Monday, 29 March 2010

The Eyes Have It

(photo nicked from Wikipedia...)

I had to ride the bus today. I haven't taken public transportation in years, as I do have my own trusty vehicle. But I wasn't allowed to drive.

I was informed that my driving abilities would be rather impaired by late morning. I was hoping this would be fun and perhaps tasty, but such was not the case.

I had my pupils dilated today. So the ophthalmologist could have a good peek at my retinas... retinae... whatever the plural is for the inside back part of my eyeballs.

What could have been a 30 minute appointment turned into well over an hour. And that was far shorter than the 2 1/2 hours they told me it would take. So I took the bus downtown, fretting that I would be late for my appointment because I was relying on some city employee to swing by the stop at the appropriate time, pick me up at the appropriate time, and then deposit me safely at the other end of the route at the appropriate time. I was nervous. I hate relying on someone else to get me places on time. I hate being late! But in the end it all worked out just fine.

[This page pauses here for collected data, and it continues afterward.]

use std::sync::Arc;

use axum::body::Body;
use axum::http::{header, Request, StatusCode};
use axum::response::Response;
use axum::Router;
use gazetteer_gateway::app::App;
use gazetteer_gateway::state::AppState;
use gazetteer_service::CityService;
use gazetteer_storage::InMemoryRepository;
use http_body_util::BodyExt;
use serde_json::{json, Value};
use tower::util::ServiceExt;

fn app() -> Router {
    let service = CityService::new(InMemoryRepository::new());
    App::router(AppState::new(Arc::new(service)))
}

fn payload(ibge_id: i32, name: &str, state: &str, capital: bool) -> Value {
    json!({
        "ibgeId": ibge_id,
        "name": name,
        "state": state,
        "capital": capital,
        "latitude": -23.55,
        "longitude": -46.63,
    })
}

async fn send_json(app: &Router, method: &str, uri: &str, body: &Value) -> Response {
    app.clone()
        .oneshot(
            Request::builder()
                .method(method)
                .uri(uri)
                .header(header::CONTENT_TYPE, "application/json")
                .body(Body::from(body.to_string()))
                .unwrap(),
        )
        .await
        .unwrap()
}

async fn send(app: &Router, method: &str, uri: &str) -> Response {
    app.clone()
        .oneshot(
            Request::builder()
                .method(method)
                .uri(uri)
                .body(Body::empty())
                .unwrap(),
        )
        .await
        .unwrap()
}

fn multipart_upload(csv: &str) -> Request<Body> {
    let boundary = "gazetteer-test-boundary";
    let body = format!(
        "--{boundary}\r\n\
         Content-Disposition: form-data; name=\"file\"; filename=\"cities.csv\"\r\n\
         Content-Type: text/csv\r\n\r\n\
         {csv}\r\n\
         --{boundary}--\r\n"
    );

    Request::builder()
        .method("POST")
        .uri("/cities/upload")
        .header(
            header::CONTENT_TYPE,
            format!("multipart/form-data; boundary={boundary}"),
        )
        .body(Body::from(body))
        .unwrap()
}

async fn body_text(response: Response) -> String {
    let bytes = response.into_body().collect().await.unwrap().to_bytes();
    String::from_utf8(bytes.to_vec()).unwrap()
}

async fn body_json(response: Response) -> Value {
    let bytes = response.into_body().collect().await.unwrap().to_bytes();
    serde_json::from_slice(&bytes).unwrap()
}

#[tokio::test]
async fn health_check() {
    let app = app();

    let response = send(&app, "GET", "/health").await;
    assert_eq!(response.status(), StatusCode::OK);
    assert_eq!(body_json(response).await, json!({"status": "ok"}));
}

#[tokio::test]
async fn create_then_get_roundtrip() {
    let app = app();

    let response = send_json(&app, "POST", "/cities", &payload(3550308, "Sao Paulo", "SP", true)).await;
    assert_eq!(response.status(), StatusCode::CREATED);

    let created = body_json(response).await;
    let id = created["id"].as_str().expect("id assigned").to_string();
    assert_eq!(created["ibgeId"], 3550308);
    assert_eq!(created["name"], "Sao Paulo");
    assert_eq!(created["state"], "SP");
    assert_eq!(created["capital"], true);

    let response = send(&app, "GET", &format!("/cities/{}", id)).await;
    assert_eq!(response.status(), StatusCode::OK);
    assert_eq!(body_json(response).await, created);

    let response = send(&app, "GET", "/cities").await;
    assert_eq!(response.status(), StatusCode::OK);
    let all = body_json(response).await;
    assert_eq!(all.as_array().unwrap().len(), 1);
}

#[tokio::test]
async fn create_with_missing_field_returns_400() {
    let app = app();

    let mut incomplete = payload(3550308, "Sao Paulo", "SP", true);
    incomplete.as_object_mut().unwrap().remove("latitude");

    let response = send_json(&app, "POST", "/cities", &incomplete).await;
    assert_eq!(response.status(), StatusCode::BAD_REQUEST);

    let body = body_json(response).await;
    assert_eq!(body["error"]["code"], "invalid_request");
    assert!(body["error"]["message"]
        .as_str()
        .unwrap()
        .contains("latitude"));
}

#[tokio::test]
async fn create_with_duplicate_ibge_id_returns_400() {
    let app = app();

    let response = send_json(&app, "POST", "/cities", &payload(3550308, "Sao Paulo", "SP", true)).await;
    assert_eq!(response.status(), StatusCode::CREATED);

    let response = send_json(&app, "POST", "/cities", &payload(3550308, "Impostor", "RJ", false)).await;
    assert_eq!(response.status(), StatusCode::BAD_REQUEST);

    let body = body_json(response).await;
    assert!(body["error"]["message"]
        .as_str()
        .unwrap()
        .contains("3550308"));
}

#[tokio::test]
async fn malformed_json_returns_400() {
    let app = app();

    let response = app
        .clone()
        .oneshot(
            Request::builder()
                .method("POST")
                .uri("/cities")
                .header(header::CONTENT_TYPE, "application/json")
                .body(Body::from("{"))
                .unwrap(),
        )
        .await
        .unwrap();

    assert_eq!(response.status(), StatusCode::BAD_REQUEST);
}

#[tokio::test]
async fn get_unknown_id_returns_404() {
    let app = app();

    let response = send(&app, "GET", "/cities/does-not-exist").await;
    assert_eq!(response.status(), StatusCode::NOT_FOUND);

    let body = body_json(response).await;
    assert_eq!(body["error"]["code"], "not_found");
}

#[tokio::test]
async fn update_overwrites_record() {
    let app = app();

    let response = send_json(&app, "POST", "/cities", &payload(3550308, "Sao Paulo", "SP", true)).await;
    let id = body_json(response).await["id"].as_str().unwrap().to_string();

    let response = send_json(
        &app,
        "PUT",
        &format!("/cities/{}", id),
        &payload(3550308, "Sao Paulo do Norte", "SP", false),
    )
    .await;
    assert_eq!(response.status(), StatusCode::OK);

    let updated = body_json(response).await;
    assert_eq!(updated["id"], id.as_str());
    assert_eq!(updated["name"], "Sao Paulo do Norte");
    assert_eq!(updated["capital"], false);
}

#[tokio::test]
async fn update_unknown_id_returns_404() {
    let app = app();

    let response = send_json(
        &app,
        "PUT",
        "/cities/does-not-exist",
        &payload(3550308, "Sao Paulo", "SP", true),
    )
    .await;
    assert_eq!(response.status(), StatusCode::NOT_FOUND);

    let response = send(&app, "GET", "/cities").await;
    assert_eq!(body_json(response).await.as_array().unwrap().len(), 0);
}

#[tokio::test]
async fn delete_then_delete_again() {
    let app = app();

    let response = send_json(&app, "POST", "/cities", &payload(3550308, "Sao Paulo", "SP", true)).await;
    let id = body_json(response).await["id"].as_str().unwrap().to_string();

    let response = send(&app, "DELETE", &format!("/cities/{}", id)).await;
    assert_eq!(response.status(), StatusCode::NO_CONTENT);

    let response = send(&app, "GET", &format!("/cities/{}", id)).await;
    assert_eq!(response.status(), StatusCode::NOT_FOUND);

    let response = send(&app, "DELETE", &format!("/cities/{}", id)).await;
    assert_eq!(response.status(), StatusCode::NOT_FOUND);
}

#[tokio::test]
async fn capital_and_state_lookups() {
    let app = app();

    for body in [
        payload(3550308, "Sao Paulo", "SP", true),
        payload(3304557, "Rio de Janeiro", "RJ", true),
        payload(3509502, "Campinas", "SP", false),
    ] {
        let response = send_json(&app, "POST", "/cities", &body).await;
        assert_eq!(response.status(), StatusCode::CREATED);
    }

    let response = send(&app, "GET", "/cities/capitals").await;
    assert_eq!(response.status(), StatusCode::OK);
    let capitals = body_json(response).await;
    assert_eq!(capitals.as_array().unwrap().len(), 2);

    let response = send(&app, "GET", "/cities/state/SP").await;
    assert_eq!(response.status(), StatusCode::OK);
    let sp = body_json(response).await;
    let mut names: Vec<&str> = sp
        .as_array()
        .unwrap()
        .iter()
        .map(|city| city["name"].as_str().unwrap())
        .collect();
    names.sort_unstable();
    assert_eq!(names, ["Campinas", "Sao Paulo"]);
}

#[tokio::test]
async fn upload_csv_inserts_cities() {
    let app = app();

    let csv = "ibge_id,name,uf,capital,lat,lon\n\
               3550308,Sao Paulo,SP,1,-23.55,-46.63\n\
               3304557,Rio de Janeiro,RJ,0,-22.90,-43.17";

    let response = app.clone().oneshot(multipart_upload(csv)).await.unwrap();
    assert_eq!(response.status(), StatusCode::CREATED);
    assert_eq!(body_text(response).await, "2 cities inserted successfully!");

    let response = send(&app, "GET", "/cities").await;
    let all = body_json(response).await;
    let cities = all.as_array().unwrap();
    assert_eq!(cities.len(), 2);

    let sao_paulo = cities
        .iter()
        .find(|city| city["ibgeId"] == 3550308)
        .unwrap();
    assert_eq!(sao_paulo["capital"], true);
    assert_eq!(sao_paulo["latitude"], -23.55);

    let rio = cities.iter().find(|city| city["ibgeId"] == 3304557).unwrap();
    assert_eq!(rio["capital"], false);
}

#[tokio::test]
async fn upload_csv_skips_already_registered_ibge_ids() {
    let app = app();

    let response = send_json(&app, "POST", "/cities", &payload(3550308, "Sao Paulo", "SP", true)).await;
    assert_eq!(response.status(), StatusCode::CREATED);

    let csv = "ibge_id,name,uf,capital,lat,lon\n\
               3550308,Sao Paulo again,SP,1,-23.55,-46.63\n\
               3304557,Rio de Janeiro,RJ,0,-22.90,-43.17";

    let response = app.clone().oneshot(multipart_upload(csv)).await.unwrap();
    assert_eq!(response.status(), StatusCode::CREATED);
    // The count reports parsed rows; skipped duplicates are not broken out.
    assert_eq!(body_text(response).await, "2 cities inserted successfully!");

    let response = send(&app, "GET", "/cities").await;
    let all = body_json(response).await;
    assert_eq!(all.as_array().unwrap().len(), 2);

    let response = send(&app, "GET", "/cities/state/SP").await;
    let sp = body_json(response).await;
    assert_eq!(sp.as_array().unwrap()[0]["name"], "Sao Paulo");
}

#[tokio::test]
async fn upload_empty_file_returns_400() {
    let app = app();

    let response = app.clone().oneshot(multipart_upload("")).await.unwrap();
    assert_eq!(response.status(), StatusCode::BAD_REQUEST);

    let body = body_json(response).await;
    assert_eq!(body["error"]["message"], "The CSV file is empty.");
}

#[tokio::test]
async fn upload_header_only_returns_400() {
    let app = app();

    let response = app
        .clone()
        .oneshot(multipart_upload("ibge_id,name,uf,capital,lat,lon"))
        .await
        .unwrap();
    assert_eq!(response.status(), StatusCode::BAD_REQUEST);

    let body = body_json(response).await;
    assert_eq!(body["error"]["message"], "The CSV file contains no data.");
}

#[tokio::test]
async fn upload_malformed_row_returns_500() {
    let app = app();

    let csv = "ibge_id,name,uf,capital,lat,lon\n\
               3550308,Sao Paulo,SP,1,not-a-number,-46.63";

    let response = app.clone().oneshot(multipart_upload(csv)).await.unwrap();
    assert_eq!(response.status(), StatusCode::INTERNAL_SERVER_ERROR);

    let body = body_json(response).await;
    assert!(body["error"]["message"]
        .as_str()
        .unwrap()
        .starts_with("Error processing the CSV file:"));

    let response = send(&app, "GET", "/cities").await;
    assert_eq!(body_json(response).await.as_array().unwrap().len(), 0);
}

So I go into the office and present myself at the front reception and had a seat in the waiting area. I was thrilled when I was called in no more than 5 minutes later. What service! I thought. It pays to have early appointment times.

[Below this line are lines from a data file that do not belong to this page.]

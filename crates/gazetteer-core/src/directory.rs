use crate::city::{City, CityDraft};
use crate::error::DirectoryError;
use async_trait::async_trait;

/// Result type for directory operations.
pub type Result<T> = std::result::Result<T, DirectoryError>;

/// Service contract for the city registry.
///
/// Implementations own the validation and deduplication invariants: a draft
/// is persisted only once every required field is present, and the IBGE id of
/// a newly created city must not already exist in the registry.
#[async_trait]
pub trait CityDirectory: Send + Sync + 'static {
    /// Returns every city, in no particular order.
    async fn list_all(&self) -> Result<Vec<City>>;

    /// Returns the city stored under `id`, or `NotFound`.
    async fn get_by_id(&self, id: &str) -> Result<City>;

    /// Validates and persists a new city, returning the stored record with
    /// its assigned id. Fails with `DuplicateIbgeId` if the IBGE id is taken.
    async fn create(&self, draft: CityDraft) -> Result<City>;

    /// Validates `draft` and overwrites the full record at `id`.
    /// Fails with `NotFound` if `id` does not exist. The IBGE id is not
    /// re-checked for uniqueness against other records.
    async fn update(&self, id: &str, draft: CityDraft) -> Result<City>;

    /// Removes the city stored under `id`, or fails with `NotFound`.
    async fn delete(&self, id: &str) -> Result<()>;

    /// Returns every city flagged as a capital.
    async fn list_capitals(&self) -> Result<Vec<City>>;

    /// Returns every city whose `state` matches exactly.
    async fn list_by_state(&self, state: &str) -> Result<Vec<City>>;

    /// Validates a batch of drafts and persists the ones whose IBGE id is not
    /// already present, skipping duplicates silently. Fails with
    /// `InvalidInput` if the batch is empty or any element is incomplete.
    async fn bulk_create(&self, drafts: Vec<CityDraft>) -> Result<()>;
}
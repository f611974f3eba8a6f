//! Storage backends for the gazetteer city registry.
//!
//! Two implementations of the `CityRepository` contract: an in-memory map
//! for tests and local runs, and a MySQL backend for persistent deployments.

pub mod memory;
pub mod mysql;

pub use gazetteer_core::repository::{CityRepository, Result};
pub use gazetteer_core::StorageError;
pub use memory::InMemoryRepository;
pub use mysql::MySqlRepository;
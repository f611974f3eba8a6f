use serde::{Deserialize, Serialize};

/// A persisted city record.
///
/// Every required field is guaranteed present; only validated records of this
/// shape ever reach a repository. `id` is `None` until the store assigns a key
/// on first save, and immutable afterwards.
#[derive(Debug, Clone, PartialEq, Serialize, Deserialize)]
pub struct City {
    /// Store-assigned key. `None` before the record is first persisted.
    pub id: Option<String>,
    /// External administrative (IBGE) identifier, unique across the registry.
    pub ibge_id: i32,
    pub name: String,
    /// Region code the city belongs to, e.g. `SP`.
    pub state: String,
    pub capital: bool,
    pub latitude: f64,
    pub longitude: f64,
}

/// A city as it arrives from the wire or a CSV row, before validation.
///
/// Required fields are optional here so the service can report exactly what
/// is missing instead of the deserializer rejecting the payload wholesale.
#[derive(Debug, Clone, Default, PartialEq, Serialize, Deserialize)]
pub struct CityDraft {
    pub ibge_id: Option<i32>,
    pub name: Option<String>,
    pub state: Option<String>,
    pub capital: bool,
    pub latitude: Option<f64>,
    pub longitude: Option<f64>,
}
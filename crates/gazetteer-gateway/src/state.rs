use std::sync::Arc;

use gazetteer_core::CityDirectory;

#[derive(Clone)]
pub struct AppState {
    directory: Arc<dyn CityDirectory>,
}

impl AppState {
    pub fn new(directory: Arc<dyn CityDirectory>) -> Self {
        Self { directory }
    }

    pub fn directory(&self) -> &dyn CityDirectory {
        self.directory.as_ref()
    }
}
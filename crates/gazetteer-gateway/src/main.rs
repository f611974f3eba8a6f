use std::net::SocketAddr;
use std::sync::Arc;

use clap::Parser;
use gazetteer_core::CityRepository;
use gazetteer_gateway::app::App;
use gazetteer_gateway::cli::{StorageBackendArg, CLI};
use gazetteer_gateway::state::AppState;
use gazetteer_service::CityService;
use gazetteer_storage::{InMemoryRepository, MySqlRepository};
use tracing::info;

#[tokio::main]
async fn main() -> Result<(), Box<dyn std::error::Error>> {
    tracing_subscriber::fmt::init();

    let config = CLI::try_parse()?;

    info!(
        listen_addr = %config.listen_addr,
        storage_backend = %config.storage,
        "starting gazetteer gateway"
    );

    match config.storage {
        StorageBackendArg::InMemory => {
            run_server(config.listen_addr, InMemoryRepository::new()).await?;
        }
        StorageBackendArg::Mysql => {
            let mysql_dsn = config
                .mysql_dsn
                .ok_or("mysql dsn is required when storage backend is mysql")?;
            let repository = MySqlRepository::connect(&mysql_dsn).await?;
            run_server(config.listen_addr, repository).await?;
        }
    }

    Ok(())
}

async fn run_server<R: CityRepository>(
    listen_addr: SocketAddr,
    repository: R,
) -> Result<(), Box<dyn std::error::Error>> {
    let service = CityService::new(repository);
    let state = AppState::new(Arc::new(service));

    let listener = tokio::net::TcpListener::bind(listen_addr).await?;
    info!(listen_addr = %listener.local_addr()?, "listening");

    axum::serve(listener, App::router(state)).await?;
    Ok(())
}
use crate::csvio::{CsvError, Record, Table};
use crate::error::{ApiError, Result};
use crate::state::AppState;
use axum::extract::{Multipart, State};
use axum::http::StatusCode;
use gazetteer_core::CityDraft;
use thiserror::Error;

#[derive(Debug, Error)]
enum ImportError {
    #[error(transparent)]
    Csv(#[from] CsvError),
    #[error("line {line}: invalid {column} value '{value}'")]
    InvalidNumber {
        column: &'static str,
        value: String,
        line: usize,
    },
}

/// Bulk CSV import. Expects a multipart body with a `file` field holding a
/// comma-delimited file with header `ibge_id,name,uf,capital,lat,lon`.
/// Rows whose IBGE id is already registered are skipped by the service; a
/// malformed row aborts the whole batch.
pub async fn upload_csv_handler(
    State(state): State<AppState>,
    mut multipart: Multipart,
) -> Result<(StatusCode, String)> {
    let data = read_file_field(&mut multipart).await?;
    if data.is_empty() {
        return Err(ApiError::invalid_request("The CSV file is empty."));
    }

    let text = String::from_utf8(data).map_err(processing_error)?;

    let table = Table::parse(&text);
    if table.is_empty() {
        return Err(ApiError::invalid_request("The CSV file contains no data."));
    }

    let drafts = table
        .records()
        .map(|record| draft_from_record(&record))
        .collect::<std::result::Result<Vec<CityDraft>, ImportError>>()
        .map_err(processing_error)?;

    let count = drafts.len();
    state
        .directory()
        .bulk_create(drafts)
        .await
        .map_err(processing_error)?;

    Ok((
        StatusCode::CREATED,
        format!("{} cities inserted successfully!", count),
    ))
}

async fn read_file_field(multipart: &mut Multipart) -> Result<Vec<u8>> {
    while let Some(field) = multipart
        .next_field()
        .await
        .map_err(|e| ApiError::invalid_request(e.to_string()))?
    {
        if field.name() == Some("file") {
            let bytes = field
                .bytes()
                .await
                .map_err(|e| ApiError::invalid_request(e.to_string()))?;
            return Ok(bytes.to_vec());
        }
    }

    Err(ApiError::invalid_request("missing multipart field 'file'"))
}

fn processing_error(err: impl std::fmt::Display) -> ApiError {
    ApiError::internal(format!("Error processing the CSV file: {}", err))
}

fn draft_from_record(record: &Record<'_>) -> std::result::Result<CityDraft, ImportError> {
    Ok(CityDraft {
        ibge_id: Some(parse_number(record, "ibge_id")?),
        name: Some(record.get("name")?.to_string()),
        state: Some(record.get("uf")?.to_string()),
        capital: record.get("capital")? == "1",
        latitude: Some(parse_number(record, "lat")?),
        longitude: Some(parse_number(record, "lon")?),
    })
}

fn parse_number<T: std::str::FromStr>(
    record: &Record<'_>,
    column: &'static str,
) -> std::result::Result<T, ImportError> {
    let raw = record.get(column)?;
    raw.parse().map_err(|_| ImportError::InvalidNumber {
        column,
        value: raw.to_string(),
        line: record.line(),
    })
}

I was taken into an exam room by one of the lovely ladies working there. She asked a few questions, filled in some blanks on a form and then put numbing drops in my eyes so she could pierce my eyeballs to check my intraocular pressures.

Well, no... actually, she just pressed an electronic meter to each eye, right where I could see her do it, and got an accurate psi for each. I asked her if I was properly inflated to 32 lbs... She just looked at me... and told me to go wait out in the waiting room in the centre of the hall.

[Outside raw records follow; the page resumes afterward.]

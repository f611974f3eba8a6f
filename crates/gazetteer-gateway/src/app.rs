use axum::routing::{get, post};
use axum::Router;
use tower_http::trace::TraceLayer;

use crate::handlers::{
    create_city_handler, delete_city_handler, get_city_handler, health_handler,
    list_capitals_handler, list_cities_by_state_handler, list_cities_handler,
    update_city_handler, upload_csv_handler,
};
use crate::state::AppState;

pub struct App {}

impl App {
    pub fn router(state: AppState) -> Router {
        Router::new()
            .route("/health", get(health_handler))
            .nest(
                "/cities",
                Router::new()
                    .route("/", get(list_cities_handler).post(create_city_handler))
                    .route("/capitals", get(list_capitals_handler))
                    .route("/state/{state}", get(list_cities_by_state_handler))
                    .route("/upload", post(upload_csv_handler))
                    .route(
                        "/{id}",
                        get(get_city_handler)
                            .put(update_city_handler)
                            .delete(delete_city_handler),
                    ),
            )
            .layer(TraceLayer::new_for_http())
            .with_state(state)
    }
}
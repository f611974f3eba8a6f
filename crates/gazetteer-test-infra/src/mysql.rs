use crate::Result;
use testcontainers::core::{IntoContainerPort, WaitFor};
use testcontainers::runners::AsyncRunner;
use testcontainers::ImageExt;
use testcontainers::{ContainerAsync, GenericImage};
use typed_builder::TypedBuilder;

#[derive(TypedBuilder)]
pub struct MysqlConfig {
    #[builder(default = "gazetteer".to_string())]
    database: String,
    #[builder(default = "gazetteer".to_string())]
    username: String,
    #[builder(default = "gazetteer".to_string())]
    password: String,
}

/// Test fixture for a disposable MySQL server.
pub struct MySqlServer {
    container: ContainerAsync<GenericImage>,
    config: MysqlConfig,
}

impl MySqlServer {
    /// Starts a MySQL container suitable for integration tests.
    pub async fn new(config: MysqlConfig) -> Result<Self> {
        let container = GenericImage::new("mysql", "8.4")
            .with_exposed_port(3306_u16.tcp())
            .with_wait_for(WaitFor::message_on_stderr("ready for connections"))
            .with_env_var("MYSQL_DATABASE", config.database.as_str())
            .with_env_var("MYSQL_USER", config.username.as_str())
            .with_env_var("MYSQL_PASSWORD", config.password.as_str())
            .with_env_var("MYSQL_ROOT_PASSWORD", "root")
            .start()
            .await?;

        Ok(Self { container, config })
    }

    pub async fn host(&self) -> Result<String> {
        Ok(self.container.get_host().await?.to_string())
    }

    pub async fn port(&self) -> Result<u16> {
        Ok(self.container.get_host_port_ipv4(3306).await?)
    }

    pub async fn database_url(&self) -> Result<String> {
        let host = self.host().await?;
        let port = self.port().await?;
        Ok(format!(
            "mysql://{}:{}@{}:{}/{}",
            self.config.username, self.config.password, host, port, self.config.database
        ))
    }
}
//! Core types and traits for the gazetteer city registry.
//!
//! This crate provides the domain model and the contracts shared by the
//! storage backends, the city service, and the HTTP gateway.

pub mod city;
pub mod directory;
pub mod error;
pub mod repository;

pub use city::{City, CityDraft};
pub use directory::CityDirectory;
pub use error::{DirectoryError, StorageError};
pub use repository::CityRepository;
use crate::error::{ApiJson, Result};
use crate::model::{CityPayload, CityResponse};
use crate::state::AppState;
use axum::extract::{Path, State};
use axum::http::StatusCode;
use axum::Json;

pub async fn list_cities_handler(State(state): State<AppState>) -> Result<Json<Vec<CityResponse>>> {
    let cities = state.directory().list_all().await?;
    Ok(Json(cities.into_iter().map(CityResponse::from).collect()))
}

pub async fn get_city_handler(
    Path(id): Path<String>,
    State(state): State<AppState>,
) -> Result<Json<CityResponse>> {
    let city = state.directory().get_by_id(&id).await?;
    Ok(Json(city.into()))
}

pub async fn create_city_handler(
    State(state): State<AppState>,
    ApiJson(payload): ApiJson<CityPayload>,
) -> Result<(StatusCode, Json<CityResponse>)> {
    let city = state.directory().create(payload.into()).await?;
    Ok((StatusCode::CREATED, Json(city.into())))
}

pub async fn update_city_handler(
    Path(id): Path<String>,
    State(state): State<AppState>,
    ApiJson(payload): ApiJson<CityPayload>,
) -> Result<Json<CityResponse>> {
    let city = state.directory().update(&id, payload.into()).await?;
    Ok(Json(city.into()))
}

pub async fn delete_city_handler(
    Path(id): Path<String>,
    State(state): State<AppState>,
) -> Result<StatusCode> {
    state.directory().delete(&id).await?;
    Ok(StatusCode::NO_CONTENT)
}

pub async fn list_capitals_handler(
    State(state): State<AppState>,
) -> Result<Json<Vec<CityResponse>>> {
    let capitals = state.directory().list_capitals().await?;
    Ok(Json(capitals.into_iter().map(CityResponse::from).collect()))
}

pub async fn list_cities_by_state_handler(
    Path(state_code): Path<String>,
    State(state): State<AppState>,
) -> Result<Json<Vec<CityResponse>>> {
    let cities = state.directory().list_by_state(&state_code).await?;
    Ok(Json(cities.into_iter().map(CityResponse::from).collect()))
}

Dabbing at my now frozen eyes with a tissue, I sat in the waiting area with several other patients. I swear they were all easily the age of my grandmothers... both of whom have been dead for years. Is it only old people who go see the ophthalmologist?

After about 10 minutes, I was called into a different exam room by a different woman. She called me 'Mrs.' I'm not a Mrs but I didn't bother to correct her. I'm old enough to be a Mrs., and I have been Mrs. in the past but am not one now. I thought it would just confuse the poor dear so I let it be.

I sat there for a couple minutes and lo and behold! The doctor came in. Again, I thought, 'What great service!" He had a quick peek at my file, asked me a few questions, especially interested in family history of glaucoma (yes) or migraines (yes)... but not me. My eye pressures are normal. I almost never get headaches (knock on wood) unless I am ill, have sunstroke or have bashed my noggin on some immovable object. He then put more numbing drops in my eyes and some other drops that he said would dilate my pupils so that he could have a good gander at the backs to make sure everything looks tikkety-bo. It would take about 20 minutes for the drops to do their thing, he said.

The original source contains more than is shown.